Yep! Bruce pretty much nailed it. The "problem" with closed wraps is that much of the length of the attachment is curvature. Use the wrap on a classic 88H or 42B for reference. Normally, your "F" attachment tuning slide would be pretty close to as far in as it can go... maybe out an inch or so. If you wanted to play an "E" in first instead of an "F" (or perhaps flat F), you'd have to pull it out really far. But the length of the tuning slide for the "F" side is somewhat limited because a lot of the length is being used for the bends. It can only get so long before it is no longer an F attachment! With an "open" wrap, you mostly have straight tubing. That means that you have a few inches on the entrance and exit ports, but the entire length of the F attachment otherwise can be straight tubing. As a consequence, sometimes makers make the tubes the entire length of the F attachment slide, even if it seldom ever moves more than 1" or so. That means you might be able to pull it out really far, far enough that it is tuned to "e" instead of "F".

Sometimes the "F" attachment isn't long enough for an "E" pull because the maker knows the user is unlikely to pull it out very much. In those instances, you can make an insert where you remove the tuning slide crook, insert two parallel tubes and then put the crook in those tubes. Alternatively, sometimes people just have a second crook made that is longer than the original one. Think of the Bach 50 "D" attachment (where you can play a "D" with only one of the valves attached). The benefit to the insert or longer slides is you have access to lower notes with just that one valve.

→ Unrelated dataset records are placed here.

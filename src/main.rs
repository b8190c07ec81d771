use std::sync::Arc;

use anyhow::Result;
use log::{info, warn};

// Module declarations
mod config;
mod debounce;
mod docker;
mod error;
mod logging;
mod matcher;
mod restart;
mod truenas;
mod watcher;

// Import our modules
use config::Config;
use debounce::DebounceGate;
use docker::DockerService;
use restart::handle_printer_event;
use truenas::TrueNasService;
use watcher::{DmesgFollower, ShutdownFlag};

/// USB printer watcher - kernel-log-driven print spooler recovery.
///
/// This application follows the kernel log (`dmesg --follow --human`) and
/// watches for USB printer attach events. The p910nd print spooler loses its
/// device handle when the printer power-cycles, so on every accepted event
/// the watcher restarts the spooler: first as a TrueNAS SCALE app via the
/// middleware API, then as a plain Docker container if the API path is
/// unavailable or fails.
///
/// # Features
///
/// * Real-time kernel log monitoring via a dmesg subprocess
/// * Token-based USB printer attach detection
/// * Cooldown gate so one attach burst causes one restart
/// * Two-tier restart: TrueNAS SCALE API with docker CLI fallback
/// * Container name resolution with exact-match precedence
/// * Logging to stdout, optionally to a file and to syslog
/// * Clean shutdown on SIGINT and SIGTERM
///
/// # Environment Variables
///
/// All optional (with defaults):
/// * `BASE_URL` - TrueNAS API base URL (default: unset, disables the API tier)
/// * `API_KEY` - TrueNAS API key (default: unset, disables the API tier)
/// * `APP_NAME` - TrueNAS app to restart (default: "p910nd")
/// * `DOCKER_CONTAINER` - Container name pattern for the fallback (default: "p910nd")
/// * `USB_EVENT_MATCH_ANY_OF` - Comma-separated match tokens
///   (default: "usblp,USB Bidirectional printer")
/// * `SSL_VERIFY` - Verify the TrueNAS TLS certificate (default: "false")
/// * `COOLDOWN_SECONDS` - Seconds between accepted events (default: "10")
/// * `LOG_LEVEL` - Log verbosity (default: "info")
/// * `LOG_TO_FILE` - Also log to a file (default: "false")
/// * `LOG_FILE_PATH` - Log file path (default: "/var/log/usb-printer-watcher.log")
/// * `LOG_TO_SYSLOG` - Also log to syslog (default: "false")
/// * `SYSLOG_ADDRESS` - Unix socket path or "host:port" (default: "/dev/log")
///
/// # Usage
///
/// ```bash
/// export BASE_URL="https://truenas.local"
/// export API_KEY="1-abcdef..."
/// export APP_NAME="p910nd"
/// export DOCKER_CONTAINER="p910nd"
/// ./usb-printer-watcher
/// ```
fn main() -> Result<()> {
    // Load configuration from environment variables
    let config = Config::load().expect(
        "Failed to load configuration. Please check the watcher environment variables.",
    );

    // Initialize the stdout/file/syslog sinks before anything logs
    logging::init(&config)?;

    info!("USB printer watcher starting...");
    if config.base_url.is_empty() || config.api_key.is_empty() {
        info!("TrueNAS API not configured; restarts will use the Docker fallback only.");
    } else {
        info!("Using TrueNAS API at: {}", config.base_url);
    }
    info!(
        "Restart targets: app '{}', container pattern '{}'",
        config.app_name, config.docker_container
    );
    if config.match_tokens.is_empty() {
        warn!("The USB event token list is empty; no kernel log line will ever match.");
    }

    // Initialize services
    let truenas = TrueNasService::new(
        config.base_url.clone(),
        config.api_key.clone(),
        config.ssl_verify,
    )?;
    let docker = DockerService::new();
    let mut gate = DebounceGate::new(config.cooldown_seconds);

    // Stop cleanly on SIGINT/SIGTERM: the handler nudges the dmesg subprocess
    // so the blocking read loop ends
    let shutdown = Arc::new(ShutdownFlag::new());
    {
        let shutdown = Arc::clone(&shutdown);
        ctrlc::set_handler(move || {
            info!("Shutdown signal received, stopping the watcher...");
            shutdown.request_stop();
        })?;
    }

    let follower = DmesgFollower::new();
    follower.run(&config.match_tokens, &mut gate, &shutdown, || {
        handle_printer_event(
            &truenas,
            &docker,
            &config.app_name,
            &config.docker_container,
        );
    })?;

    if shutdown.is_stopped() {
        info!("USB printer watcher stopped.");
    } else {
        warn!("The dmesg stream ended unexpectedly, exiting.");
    }

    Ok(())
}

Point that I was making is that it's often easier to do this with open wrap horns than closed wrap (usually), but that isn't an absolute statement by any means.

What I meant by the G attachment is that I'm 100% in love with my G attachment on my bass trombone now that I have an independent made with it. Jeff over at Long Island Brass made me a "G" and a "Gb" tuning slide for my second valve but I've only used the "Gb" one once to try it out. The "G" is just supremely useful. So useful that I'm working on getting my tenors to have them, with the option to go out to F. There is technically a wrap of the King variants that is closed wrap that interestingly enough makes it somewhat easy to just switch one of the crooks around... but usually it is easier to get a "G" attachment in an open configuration because it's really short compared to an F attachment.

Therefore, what I'm probably going to end up doing with mine is making an open "G" attachment and then using an extension - two parallel tubes attached with a thin brace - that I can insert when I want it to be an "F" attachment. However.... I'm not sure how much that will be the case. I really, really like the G side. And if I want to play low... well, I have a bass.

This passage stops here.